As shown in Table 2, in the sample plates (C) and (D) treated with EB, the iron loss value is improved to 0.05 to 0.11 W / kg compared with that of the comparative plate. In particular, in the EB irradiation treatments (2) and (3), the iron loss value is greatly improved to 0.10 to 0.11 W / kg. Moreover, the product has a good lamination rate of 96.6 to 99.8%.

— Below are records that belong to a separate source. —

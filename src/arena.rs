//! Thread-local arena of header blocks.
//!
//! Every live object is paired with a [`Header`] stored in a slot arena local
//! to the current thread. Handles and back-pointer entries address headers by
//! [`HeaderId`], an index plus a generation tag. Freeing a slot bumps its
//! generation, so a stale id fails lookup instead of reading a recycled
//! header.
//!
//! [`Header`]: crate::header::Header

use core::cell::RefCell;
use core::fmt;
use core::num::NonZeroU32;

use crate::header::Header;

/// Arena address of a header block.
#[derive(Clone, Copy, PartialEq, Eq, PartialOrd, Ord, Hash)]
pub(crate) struct HeaderId {
    index: u32,
    generation: NonZeroU32,
}

impl fmt::Debug for HeaderId {
    fn fmt(&self, f: &mut fmt::Formatter<'_>) -> fmt::Result {
        write!(f, "hdr({}v{})", self.index, self.generation)
    }
}

impl HeaderId {
    #[cfg(test)]
    pub(crate) fn synthetic(index: u32, generation: u32) -> Self {
        Self {
            index,
            generation: NonZeroU32::new(generation).unwrap(),
        }
    }
}

struct Slot {
    generation: NonZeroU32,
    header: Option<Header>,
}

pub(crate) struct Arena {
    slots: Vec<Slot>,
    free: Vec<u32>,
}

impl Arena {
    const fn new() -> Self {
        Self {
            slots: Vec::new(),
            free: Vec::new(),
        }
    }

    pub fn insert(&mut self, header: Header) -> HeaderId {
        if let Some(index) = self.free.pop() {
            let slot = &mut self.slots[index as usize];
            debug_assert!(slot.header.is_none());
            slot.header = Some(header);
            HeaderId {
                index,
                generation: slot.generation,
            }
        } else {
            let generation = NonZeroU32::MIN;
            let index = u32::try_from(self.slots.len()).expect("header arena exhausted");
            self.slots.push(Slot {
                generation,
                header: Some(header),
            });
            HeaderId { index, generation }
        }
    }

    pub fn get(&mut self, id: HeaderId) -> Option<&mut Header> {
        let slot = self.slots.get_mut(id.index as usize)?;
        if slot.generation != id.generation {
            return None;
        }
        slot.header.as_mut()
    }

    /// Free the slot and hand the header back so the caller can release
    /// payload storage. The generation bump invalidates every outstanding id
    /// for this slot.
    pub fn remove(&mut self, id: HeaderId) -> Option<Header> {
        let slot = self.slots.get_mut(id.index as usize)?;
        if slot.generation != id.generation {
            return None;
        }
        let header = slot.header.take()?;
        slot.generation = slot
            .generation
            .checked_add(1)
            .unwrap_or(NonZeroU32::MIN);
        self.free.push(id.index);
        Some(header)
    }

    #[cfg(test)]
    pub fn live_ids(&self) -> Vec<HeaderId> {
        self.slots
            .iter()
            .enumerate()
            .filter(|(_, slot)| slot.header.is_some())
            .map(|(index, slot)| HeaderId {
                index: index as u32,
                generation: slot.generation,
            })
            .collect()
    }
}

thread_local! {
    static ARENA: RefCell<Arena> = const { RefCell::new(Arena::new()) };
}

/// Run `f` with the arena borrowed. Callers must not re-enter the arena from
/// within `f`; in particular no user code (payload constructors, destructors,
/// release actions) may run under the borrow.
pub(crate) fn with<R>(f: impl FnOnce(&mut Arena) -> R) -> R {
    ARENA.with(|arena| f(&mut arena.borrow_mut()))
}

/// Arena access from handle `Drop` impls. During thread teardown the arena
/// may already be gone; handles then skip their bookkeeping instead of
/// aborting the unwind.
pub(crate) fn try_with<R>(f: impl FnOnce(&mut Arena) -> R) -> Option<R> {
    ARENA.try_with(|arena| f(&mut arena.borrow_mut())).ok()
}
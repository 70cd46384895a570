#![warn(clippy::all)]
#![warn(clippy::pedantic)]

use std::cell::Cell;
use std::rc::Rc;

use rhizome::{make_root, Anchor, Internal, Participant, Root};

use counted::{init_log, Counted};

/// Node whose destructor records what it observes through its own outgoing
/// handle at destruction time.
struct Observer {
    anchor: Anchor,
    next: Internal<Observer>,
    _data: Counted,
    observed_nil: Rc<Cell<u32>>,
}

impl Observer {
    fn new(observed_nil: &Rc<Cell<u32>>) -> Self {
        let anchor = Anchor::new();
        let next = Internal::new(&anchor);
        Self {
            anchor,
            next,
            _data: Counted::new(),
            observed_nil: Rc::clone(observed_nil),
        }
    }
}

impl Participant for Observer {
    fn anchor(&self) -> Option<&Anchor> {
        Some(&self.anchor)
    }
}

impl Drop for Observer {
    fn drop(&mut self) {
        assert!(self.next.is_null());
        assert!(self.next.get().is_none());
        assert_eq!(self.next.use_count(), 0);
        // A dead handle cannot resurrect its target.
        assert!(Root::from_internal(&self.next).is_null());
        self.observed_nil.set(self.observed_nil.get() + 1);
    }
}

#[test]
fn destructors_observe_nil_handles_in_a_collapsing_chain() {
    init_log();

    let observed = Rc::new(Cell::new(0));
    {
        let holder = Observer::new(&observed);
        holder.next.set(&make_root(Observer::new(&observed)));
        holder
            .next
            .get()
            .unwrap()
            .next
            .set(&make_root(Observer::new(&observed)));
        assert_eq!(Counted::instances(), 3);
        holder.next.reset();
        assert_eq!(Counted::instances(), 1);
        assert_eq!(observed.get(), 2);
    }
    assert_eq!(observed.get(), 3);
    assert_eq!(Counted::instances(), 0);
}

#[test]
fn destructors_observe_nil_handles_in_a_collapsing_cycle() {
    init_log();

    let observed = Rc::new(Cell::new(0));
    {
        let first = make_root(Observer::new(&observed));
        let second = make_root(Observer::new(&observed));
        first.next.set(&second);
        second.next.set(&first);
        drop(second);
        assert_eq!(Counted::instances(), 2);
    }
    assert_eq!(observed.get(), 2);
    assert_eq!(Counted::instances(), 0);
}

#[test]
fn collected_cycle_members_read_as_dead_during_teardown() {
    init_log();

    struct Probe {
        anchor: Anchor,
        next: Internal<Probe>,
        peer: Rc<Cell<u32>>,
    }

    impl Participant for Probe {
        fn anchor(&self) -> Option<&Anchor> {
            Some(&self.anchor)
        }
    }

    impl Drop for Probe {
        fn drop(&mut self) {
            // Each member's handle was severed before any destructor ran.
            if self.next.get().is_none() {
                self.peer.set(self.peer.get() + 1);
            }
        }
    }

    let severed = Rc::new(Cell::new(0));
    {
        let make = |severed: &Rc<Cell<u32>>| {
            let anchor = Anchor::new();
            let next = Internal::new(&anchor);
            make_root(Probe {
                anchor,
                next,
                peer: Rc::clone(severed),
            })
        };
        let a = make(&severed);
        let b = make(&severed);
        let c = make(&severed);
        a.next.set(&b);
        b.next.set(&c);
        c.next.set(&a);
    }
    assert_eq!(severed.get(), 3);
}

Moreover, it has been found that the penetration force of EB in the thickness direction (depth direction) of the silicon steel sheet increases at an acceleration voltage larger than 65 kV which generally generates a large amount of x-rays. In general, the acceleration voltage used for welding is less than 60 kV, so that the transmission force is very small. In other words, the effects found in the invention cannot be found and utilized at such conventional acceleration voltages. Therefore, in order to make the most of the effects of the present invention, it is important to set the acceleration voltage to a high value (65 to 500 mA) and to a small value (0.001 to 5 mA), whereby the thickness direction of the silicon steel sheet The transmission power can be increased without causing breakage of the forsterite layer and the insulating layer. Furthermore, in order to effectively perform magnetic region refining, it is preferable to make the diameter of an irradiation area into 0.005-0.3 mm by using fine EB. Further, the direction of scanning EB is substantially perpendicular to the rolling direction of the plate, preferably an angle of 60 to 90 degrees with respect to the rolling direction, a distance between spot centers of 0.005 to 0.5 mm, and a scanning interval of 2 to 20 mm. It is preferable that irradiation time per spot is 5-500 microseconds. Moreover, the insulating property on the EB irradiation track can be enhanced by forming an insulating layer after EB irradiation, but in this case, the price increases. In general, satisfactory insulation effects can be seen after formation of the insulating layer after EB irradiation.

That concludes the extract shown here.